#### [Exercise brief]
Here is the task for the records below: repeat exactly the lines from the one with "fn manifest() ->" to the one with "for lint in", both included, and nothing else.

#### [Supplied material]
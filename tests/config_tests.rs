#![allow(
    clippy::unwrap_used,
    clippy::expect_used,
    clippy::panic,
    clippy::indexing_slicing
)]
//! Configuration loading tests and project manifest policy checks.
//!
//! Host applications ship client tuning as TOML; these tests pin the file
//! format and verify that loaded values actually drive the client.

mod common;

use std::path::PathBuf;
use std::time::Duration;

use voidline_client::config::{
    DEFAULT_FALLBACK_GRACE, DEFAULT_HANDSHAKE_TIMEOUT, DEFAULT_RENEWAL_MARGIN,
};
use voidline_client::{ClientConfig, ConnectionState, Endpoints};

use common::Harness;

// ════════════════════════════════════════════════════════════════════
// TOML loading
// ════════════════════════════════════════════════════════════════════

#[test]
fn empty_file_yields_defaults() {
    let config: ClientConfig = toml::from_str("").unwrap();
    assert_eq!(config, ClientConfig::default());
}

#[test]
fn partial_file_overrides_only_given_keys() {
    let config: ClientConfig = toml::from_str(
        r#"
        api_base_url = "https://api.voidline.example"
        stream_url = "wss://api.voidline.example/stream"

        [session]
        renewal_margin_ms = 90000
        logout_debounce_ms = 5000

        [gateway]
        retry_grace_ms = 250

        [stream]
        reconnect_base_delay_ms = 500
        max_reconnect_attempts = 8
        "#,
    )
    .unwrap();

    assert_eq!(config.api_base_url, "https://api.voidline.example");
    assert_eq!(config.session.renewal_margin, Duration::from_secs(90));
    assert_eq!(config.session.logout_debounce, Duration::from_secs(5));
    assert_eq!(config.gateway.retry_grace, Duration::from_millis(250));
    assert_eq!(config.gateway.fallback_grace, DEFAULT_FALLBACK_GRACE);
    assert_eq!(config.stream.max_reconnect_attempts, 8);
    assert_eq!(config.stream.backoff_delay(3), Duration::from_secs(2));
    assert_eq!(config.stream.handshake_timeout, DEFAULT_HANDSHAKE_TIMEOUT);
    assert_eq!(config.endpoints, Endpoints::default());
}

#[test]
fn endpoints_can_be_relocated() {
    let config: ClientConfig = toml::from_str(
        r#"
        [endpoints]
        refresh = "/v2/session/refresh"
        subscribe = "/v2/events/subscribe"
        "#,
    )
    .unwrap();
    assert!(config.endpoints.is_auth_path("/v2/session/refresh"));
    assert!(config.endpoints.is_auth_path("/auth/login"));
    assert_eq!(config.endpoints.subscribe, "/v2/events/subscribe");
}

#[test]
fn serialized_config_uses_millisecond_keys() {
    let text = toml::to_string(&ClientConfig::default()).unwrap();
    let table: toml::Table = toml::from_str(&text).unwrap();
    assert_eq!(
        table["session"]["renewal_margin_ms"].as_integer(),
        Some(DEFAULT_RENEWAL_MARGIN.as_millis() as i64)
    );
    assert!(table["stream"].get("handshake_timeout_ms").is_some());
}

#[test]
fn mistyped_value_is_rejected() {
    let result = toml::from_str::<ClientConfig>(
        r#"
        [stream]
        max_reconnect_attempts = "lots"
        "#,
    );
    assert!(result.is_err());
}

// ════════════════════════════════════════════════════════════════════
// Loaded values drive behaviour
// ════════════════════════════════════════════════════════════════════

#[tokio::test(start_paused = true)]
async fn configured_backoff_is_used_by_stream() {
    let config: ClientConfig = toml::from_str(
        r#"
        [stream]
        reconnect_base_delay_ms = 200
        max_reconnect_attempts = 2
        "#,
    )
    .unwrap();
    let h = Harness::with_config(config);
    h.connector.set_fail_opens(true);
    h.login().await;

    tokio::time::sleep(Duration::from_secs(10)).await;

    let failed = h.connector.failed_at();
    assert_eq!(failed.len(), 3);
    assert_eq!(failed[1] - failed[0], Duration::from_millis(200));
    assert_eq!(failed[2] - failed[1], Duration::from_millis(400));
    assert_eq!(h.client.stream().state(), ConnectionState::Disconnected);
    assert_eq!(h.client.stream().reconnect_attempts(), 2);
}

#[tokio::test(start_paused = true)]
async fn configured_renewal_margin_moves_proactive_timer() {
    let config: ClientConfig = toml::from_str(
        r#"
        [session]
        renewal_margin_ms = 600000
        "#,
    )
    .unwrap();
    let h = Harness::with_config(config);
    h.login().await;

    // One-hour token, ten-minute margin.
    tokio::time::sleep(Duration::from_secs(49 * 60)).await;
    assert_eq!(h.backend.refresh_calls(), 0);
    tokio::time::sleep(Duration::from_secs(2 * 60)).await;
    assert_eq!(h.backend.refresh_calls(), 1);
}

// ════════════════════════════════════════════════════════════════════
// Manifest policy
// ════════════════════════════════════════════════════════════════════

fn manifest() -> toml::Table {
    let path = PathBuf::from(env!("CARGO_MANIFEST_DIR")).join("Cargo.toml");
    let text = std::fs::read_to_string(&path)
        .unwrap_or_else(|e| panic!("failed to read {}: {e}", path.display()));
    toml::from_str(&text).unwrap()
}

#[test]
fn cargo_toml_denies_panicking_lints() {
    let manifest = manifest();
    let clippy = manifest["lints"]["clippy"]
        .as_table()
        .expect("[lints.clippy] section");
    for lint in [
        "unwrap_used",
        "expect_used",
        "panic",
        "todo",
        "unimplemented",
        "indexing_slicing",
    ] {
        assert_eq!(
            clippy.get(lint).and_then(|v| v.as_str()),
            Some("deny"),
            "clippy::{lint} must be denied"
        );
    }
}

#[test]
fn default_features_bundle_both_backends() {
    let manifest = manifest();
    let default: Vec<&str> = manifest["features"]["default"]
        .as_array()
        .unwrap()
        .iter()
        .filter_map(|v| v.as_str())
        .collect();
    assert!(default.contains(&"transport-websocket"));
    assert!(default.contains(&"http-reqwest"));
}

#[test]
fn msrv_is_declared() {
    let manifest = manifest();
    let msrv = manifest["package"]["rust-version"].as_str().unwrap();
    let mut parts = msrv.split('.').map(|p| p.parse::<u32>().unwrap());
    assert_eq!(parts.next(), Some(1));
    assert!(parts.next().unwrap() >= 85, "rust-version {msrv} is older than 1.85");
}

#### [Task response]
fn manifest() -> toml::Table {
    let path = PathBuf::from(env!("CARGO_MANIFEST_DIR")).join("Cargo.toml");
    let text = std::fs::read_to_string(&path)
        .unwrap_or_else(|e| panic!("failed to read {}: {e}", path.display()));
    toml::from_str(&text).unwrap()
}

#[test]
fn cargo_toml_denies_panicking_lints() {
    let manifest = manifest();
    let clippy = manifest["lints"]["clippy"]
        .as_table()
        .expect("[lints.clippy] section");
    for lint in [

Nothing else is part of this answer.